▸ **Problem requirements**: Once you reach the line containing "pub use macapples::MacApples;" in the entries below, write out that line and each one after it down to the line containing "pub trait RetailSource: Send", exactly and with nothing added.

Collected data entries
——————
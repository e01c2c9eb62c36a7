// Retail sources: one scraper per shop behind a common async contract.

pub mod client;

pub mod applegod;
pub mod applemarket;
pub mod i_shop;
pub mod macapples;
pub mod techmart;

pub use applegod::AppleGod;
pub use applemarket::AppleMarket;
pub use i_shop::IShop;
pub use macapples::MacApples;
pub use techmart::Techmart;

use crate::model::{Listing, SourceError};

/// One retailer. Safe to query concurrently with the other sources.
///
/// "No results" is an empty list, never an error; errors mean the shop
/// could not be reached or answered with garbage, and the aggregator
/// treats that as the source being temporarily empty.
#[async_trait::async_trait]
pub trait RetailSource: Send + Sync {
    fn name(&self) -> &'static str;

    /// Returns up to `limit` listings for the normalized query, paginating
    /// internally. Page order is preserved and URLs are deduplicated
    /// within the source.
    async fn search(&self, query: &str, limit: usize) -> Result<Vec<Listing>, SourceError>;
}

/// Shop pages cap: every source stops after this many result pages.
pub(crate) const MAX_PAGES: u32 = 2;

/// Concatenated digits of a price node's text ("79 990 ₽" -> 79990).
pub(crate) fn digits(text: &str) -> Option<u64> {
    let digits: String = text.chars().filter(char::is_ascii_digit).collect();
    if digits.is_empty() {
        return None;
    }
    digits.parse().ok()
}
——————
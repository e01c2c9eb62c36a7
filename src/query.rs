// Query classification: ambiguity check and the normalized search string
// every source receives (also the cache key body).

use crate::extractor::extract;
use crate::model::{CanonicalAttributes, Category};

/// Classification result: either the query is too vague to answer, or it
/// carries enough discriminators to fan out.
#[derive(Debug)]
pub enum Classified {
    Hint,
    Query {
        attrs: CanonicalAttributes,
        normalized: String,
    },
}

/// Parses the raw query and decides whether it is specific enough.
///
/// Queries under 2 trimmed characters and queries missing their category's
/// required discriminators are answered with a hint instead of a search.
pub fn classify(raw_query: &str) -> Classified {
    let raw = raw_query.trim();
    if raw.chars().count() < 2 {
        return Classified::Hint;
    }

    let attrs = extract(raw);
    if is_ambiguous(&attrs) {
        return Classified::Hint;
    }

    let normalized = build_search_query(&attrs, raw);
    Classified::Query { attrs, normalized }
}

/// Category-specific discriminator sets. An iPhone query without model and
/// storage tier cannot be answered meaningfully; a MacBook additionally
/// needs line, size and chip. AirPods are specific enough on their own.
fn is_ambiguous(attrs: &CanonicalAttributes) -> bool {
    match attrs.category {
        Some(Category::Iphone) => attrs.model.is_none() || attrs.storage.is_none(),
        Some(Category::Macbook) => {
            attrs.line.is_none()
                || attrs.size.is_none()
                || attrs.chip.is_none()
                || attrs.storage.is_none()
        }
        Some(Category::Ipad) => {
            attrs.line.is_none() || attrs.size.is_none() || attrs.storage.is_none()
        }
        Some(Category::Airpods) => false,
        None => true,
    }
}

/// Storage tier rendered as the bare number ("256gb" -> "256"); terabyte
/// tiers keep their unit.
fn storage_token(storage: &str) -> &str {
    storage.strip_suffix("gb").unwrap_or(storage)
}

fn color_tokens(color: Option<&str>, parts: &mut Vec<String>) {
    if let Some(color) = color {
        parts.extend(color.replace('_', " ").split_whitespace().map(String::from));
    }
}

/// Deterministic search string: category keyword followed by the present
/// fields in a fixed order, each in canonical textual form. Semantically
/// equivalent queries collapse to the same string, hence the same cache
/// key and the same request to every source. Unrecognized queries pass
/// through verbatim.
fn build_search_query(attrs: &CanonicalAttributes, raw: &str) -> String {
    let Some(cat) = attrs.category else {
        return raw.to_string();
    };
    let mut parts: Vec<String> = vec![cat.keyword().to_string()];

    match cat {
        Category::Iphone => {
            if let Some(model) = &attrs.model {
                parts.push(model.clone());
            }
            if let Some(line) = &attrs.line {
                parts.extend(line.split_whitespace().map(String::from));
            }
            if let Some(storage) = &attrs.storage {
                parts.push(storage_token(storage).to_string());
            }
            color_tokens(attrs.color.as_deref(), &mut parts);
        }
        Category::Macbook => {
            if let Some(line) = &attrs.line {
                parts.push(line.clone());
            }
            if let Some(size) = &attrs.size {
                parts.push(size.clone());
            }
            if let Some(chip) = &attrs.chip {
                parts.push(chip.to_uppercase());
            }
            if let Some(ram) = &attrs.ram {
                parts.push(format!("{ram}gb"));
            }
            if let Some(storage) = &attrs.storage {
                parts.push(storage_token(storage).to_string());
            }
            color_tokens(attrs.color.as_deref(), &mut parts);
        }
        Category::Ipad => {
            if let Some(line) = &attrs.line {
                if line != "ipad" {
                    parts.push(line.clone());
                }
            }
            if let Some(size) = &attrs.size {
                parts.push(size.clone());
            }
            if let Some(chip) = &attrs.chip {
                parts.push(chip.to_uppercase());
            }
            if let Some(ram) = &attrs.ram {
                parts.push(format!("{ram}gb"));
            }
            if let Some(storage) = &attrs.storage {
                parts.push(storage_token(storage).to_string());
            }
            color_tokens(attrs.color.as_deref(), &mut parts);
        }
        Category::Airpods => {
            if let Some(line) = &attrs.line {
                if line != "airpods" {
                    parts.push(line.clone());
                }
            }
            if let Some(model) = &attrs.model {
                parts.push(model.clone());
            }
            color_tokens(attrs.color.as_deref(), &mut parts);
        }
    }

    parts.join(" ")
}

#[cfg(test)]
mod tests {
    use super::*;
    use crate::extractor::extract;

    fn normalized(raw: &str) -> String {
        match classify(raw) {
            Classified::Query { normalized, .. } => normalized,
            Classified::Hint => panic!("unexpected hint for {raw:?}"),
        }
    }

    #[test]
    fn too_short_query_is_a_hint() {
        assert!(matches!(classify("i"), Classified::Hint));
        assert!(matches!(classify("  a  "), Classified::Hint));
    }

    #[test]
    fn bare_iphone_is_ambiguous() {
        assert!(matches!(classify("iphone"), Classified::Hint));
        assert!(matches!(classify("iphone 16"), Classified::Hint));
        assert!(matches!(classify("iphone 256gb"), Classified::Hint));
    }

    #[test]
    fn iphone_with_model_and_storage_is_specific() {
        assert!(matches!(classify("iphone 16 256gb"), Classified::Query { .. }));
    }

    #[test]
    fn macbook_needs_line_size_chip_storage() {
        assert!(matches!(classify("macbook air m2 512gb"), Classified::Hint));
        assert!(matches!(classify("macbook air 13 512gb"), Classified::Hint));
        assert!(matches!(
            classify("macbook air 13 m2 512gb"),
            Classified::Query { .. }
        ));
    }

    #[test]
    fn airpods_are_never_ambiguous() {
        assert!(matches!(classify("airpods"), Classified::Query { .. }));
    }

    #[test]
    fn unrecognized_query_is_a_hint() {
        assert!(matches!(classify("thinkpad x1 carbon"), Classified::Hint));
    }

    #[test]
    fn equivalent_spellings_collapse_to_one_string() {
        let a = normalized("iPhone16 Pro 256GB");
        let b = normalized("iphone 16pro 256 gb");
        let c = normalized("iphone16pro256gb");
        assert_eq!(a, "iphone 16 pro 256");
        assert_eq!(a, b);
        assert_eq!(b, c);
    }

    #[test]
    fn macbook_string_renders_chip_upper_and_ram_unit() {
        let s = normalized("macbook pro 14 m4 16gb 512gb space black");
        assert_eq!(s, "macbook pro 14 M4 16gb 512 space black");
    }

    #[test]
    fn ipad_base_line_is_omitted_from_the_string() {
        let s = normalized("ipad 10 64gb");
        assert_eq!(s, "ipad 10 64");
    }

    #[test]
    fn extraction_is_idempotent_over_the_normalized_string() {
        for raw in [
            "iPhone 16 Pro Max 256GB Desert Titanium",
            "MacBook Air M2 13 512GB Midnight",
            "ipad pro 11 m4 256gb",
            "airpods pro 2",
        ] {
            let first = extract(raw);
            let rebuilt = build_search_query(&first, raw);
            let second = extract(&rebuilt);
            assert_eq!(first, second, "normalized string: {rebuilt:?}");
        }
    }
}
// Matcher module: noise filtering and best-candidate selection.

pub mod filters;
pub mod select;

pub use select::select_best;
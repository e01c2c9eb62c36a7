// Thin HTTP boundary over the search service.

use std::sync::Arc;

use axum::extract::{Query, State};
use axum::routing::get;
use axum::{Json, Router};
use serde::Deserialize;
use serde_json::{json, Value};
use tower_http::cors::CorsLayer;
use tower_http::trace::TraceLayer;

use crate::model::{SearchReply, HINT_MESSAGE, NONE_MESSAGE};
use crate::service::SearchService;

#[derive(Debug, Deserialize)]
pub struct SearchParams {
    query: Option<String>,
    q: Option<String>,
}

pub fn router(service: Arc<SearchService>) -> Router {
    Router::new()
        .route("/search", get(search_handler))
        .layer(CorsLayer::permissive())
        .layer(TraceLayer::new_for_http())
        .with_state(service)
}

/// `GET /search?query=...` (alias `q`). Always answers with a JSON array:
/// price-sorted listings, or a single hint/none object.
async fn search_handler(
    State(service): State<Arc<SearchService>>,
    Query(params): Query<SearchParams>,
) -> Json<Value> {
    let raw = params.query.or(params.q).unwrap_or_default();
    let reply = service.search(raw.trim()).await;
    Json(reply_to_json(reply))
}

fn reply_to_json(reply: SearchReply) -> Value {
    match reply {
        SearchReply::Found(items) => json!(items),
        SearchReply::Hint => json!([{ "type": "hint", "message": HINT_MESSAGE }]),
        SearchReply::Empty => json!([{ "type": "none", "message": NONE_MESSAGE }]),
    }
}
——————
▸ **Answer space**:
pub use macapples::MacApples;
pub use techmart::Techmart;

use crate::model::{Listing, SourceError};

/// One retailer. Safe to query concurrently with the other sources.
///
/// "No results" is an empty list, never an error; errors mean the shop
/// could not be reached or answered with garbage, and the aggregator
/// treats that as the source being temporarily empty.
#[async_trait::async_trait]
pub trait RetailSource: Send + Sync {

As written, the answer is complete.